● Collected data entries

------

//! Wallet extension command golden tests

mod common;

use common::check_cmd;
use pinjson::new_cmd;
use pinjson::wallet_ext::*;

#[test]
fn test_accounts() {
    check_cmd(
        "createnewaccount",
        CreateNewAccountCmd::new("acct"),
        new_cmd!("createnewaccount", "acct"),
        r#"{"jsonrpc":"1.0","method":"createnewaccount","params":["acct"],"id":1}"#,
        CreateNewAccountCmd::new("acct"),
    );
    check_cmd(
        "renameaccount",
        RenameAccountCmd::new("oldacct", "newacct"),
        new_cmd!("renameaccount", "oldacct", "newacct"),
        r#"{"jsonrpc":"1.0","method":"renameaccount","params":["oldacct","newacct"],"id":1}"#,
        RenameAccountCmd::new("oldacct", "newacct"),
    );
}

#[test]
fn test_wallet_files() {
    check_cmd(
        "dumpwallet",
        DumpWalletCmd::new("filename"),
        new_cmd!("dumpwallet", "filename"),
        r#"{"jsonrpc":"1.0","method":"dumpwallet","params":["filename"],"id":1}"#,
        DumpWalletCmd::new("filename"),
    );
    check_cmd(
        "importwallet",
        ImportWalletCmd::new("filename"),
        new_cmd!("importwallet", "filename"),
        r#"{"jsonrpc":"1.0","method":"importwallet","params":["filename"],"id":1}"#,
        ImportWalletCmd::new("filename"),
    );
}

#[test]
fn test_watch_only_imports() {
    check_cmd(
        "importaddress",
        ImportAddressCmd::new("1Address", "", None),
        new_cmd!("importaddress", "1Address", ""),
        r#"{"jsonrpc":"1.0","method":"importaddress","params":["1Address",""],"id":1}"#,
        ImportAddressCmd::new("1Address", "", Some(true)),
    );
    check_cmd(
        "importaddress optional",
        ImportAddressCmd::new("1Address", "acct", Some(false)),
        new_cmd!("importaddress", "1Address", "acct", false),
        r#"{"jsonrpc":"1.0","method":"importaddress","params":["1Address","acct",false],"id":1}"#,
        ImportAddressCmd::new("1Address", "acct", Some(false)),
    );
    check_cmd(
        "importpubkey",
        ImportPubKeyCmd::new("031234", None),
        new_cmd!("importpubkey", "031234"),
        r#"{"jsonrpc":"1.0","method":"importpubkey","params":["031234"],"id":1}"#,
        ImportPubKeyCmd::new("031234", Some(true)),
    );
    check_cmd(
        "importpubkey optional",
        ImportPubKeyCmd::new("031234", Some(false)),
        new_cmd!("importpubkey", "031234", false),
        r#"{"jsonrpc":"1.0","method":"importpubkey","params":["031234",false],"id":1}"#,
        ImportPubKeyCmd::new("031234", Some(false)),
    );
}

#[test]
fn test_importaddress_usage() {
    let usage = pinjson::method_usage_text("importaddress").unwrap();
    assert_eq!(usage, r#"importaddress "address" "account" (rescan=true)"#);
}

------

● Prompt
Line by line, copy the records exactly.

● Result of this exercise
//! Wallet extension command golden tests

mod common;

use common::check_cmd;
use pinjson::new_cmd;
use pinjson::wallet_ext::*;

#[test]
fn test_accounts() {
    check_cmd(
        "createnewaccount",
        CreateNewAccountCmd::new("acct"),
        new_cmd!("createnewaccount", "acct"),
        r#"{"jsonrpc":"1.0","method":"createnewaccount","params":["acct"],"id":1}"#,
        CreateNewAccountCmd::new("acct"),
    );
    check_cmd(
        "renameaccount",
        RenameAccountCmd::new("oldacct", "newacct"),
        new_cmd!("renameaccount", "oldacct", "newacct"),
        r#"{"jsonrpc":"1.0","method":"renameaccount","params":["oldacct","newacct"],"id":1}"#,
        RenameAccountCmd::new("oldacct", "newacct"),
    );
}

#[test]
fn test_wallet_files() {
    check_cmd(
        "dumpwallet",
        DumpWalletCmd::new("filename"),
        new_cmd!("dumpwallet", "filename"),
        r#"{"jsonrpc":"1.0","method":"dumpwallet","params":["filename"],"id":1}"#,
        DumpWalletCmd::new("filename"),
    );
    check_cmd(
        "importwallet",
        ImportWalletCmd::new("filename"),
        new_cmd!("importwallet", "filename"),
        r#"{"jsonrpc":"1.0","method":"importwallet","params":["filename"],"id":1}"#,
        ImportWalletCmd::new("filename"),
    );
}

#[test]
fn test_watch_only_imports() {
    check_cmd(
        "importaddress",
        ImportAddressCmd::new("1Address", "", None),
        new_cmd!("importaddress", "1Address", ""),
        r#"{"jsonrpc":"1.0","method":"importaddress","params":["1Address",""],"id":1}"#,
        ImportAddressCmd::new("1Address", "", Some(true)),
    );
    check_cmd(
        "importaddress optional",
        ImportAddressCmd::new("1Address", "acct", Some(false)),
        new_cmd!("importaddress", "1Address", "acct", false),
        r#"{"jsonrpc":"1.0","method":"importaddress","params":["1Address","acct",false],"id":1}"#,
        ImportAddressCmd::new("1Address", "acct", Some(false)),
    );
    check_cmd(
        "importpubkey",
        ImportPubKeyCmd::new("031234", None),
        new_cmd!("importpubkey", "031234"),
        r#"{"jsonrpc":"1.0","method":"importpubkey","params":["031234"],"id":1}"#,
        ImportPubKeyCmd::new("031234", Some(true)),
    );
    check_cmd(
        "importpubkey optional",
        ImportPubKeyCmd::new("031234", Some(false)),
        new_cmd!("importpubkey", "031234", false),
        r#"{"jsonrpc":"1.0","method":"importpubkey","params":["031234",false],"id":1}"#,
        ImportPubKeyCmd::new("031234", Some(false)),
    );
}

#[test]
fn test_importaddress_usage() {
    let usage = pinjson::method_usage_text("importaddress").unwrap();
    assert_eq!(usage, r#"importaddress "address" "account" (rescan=true)"#);
}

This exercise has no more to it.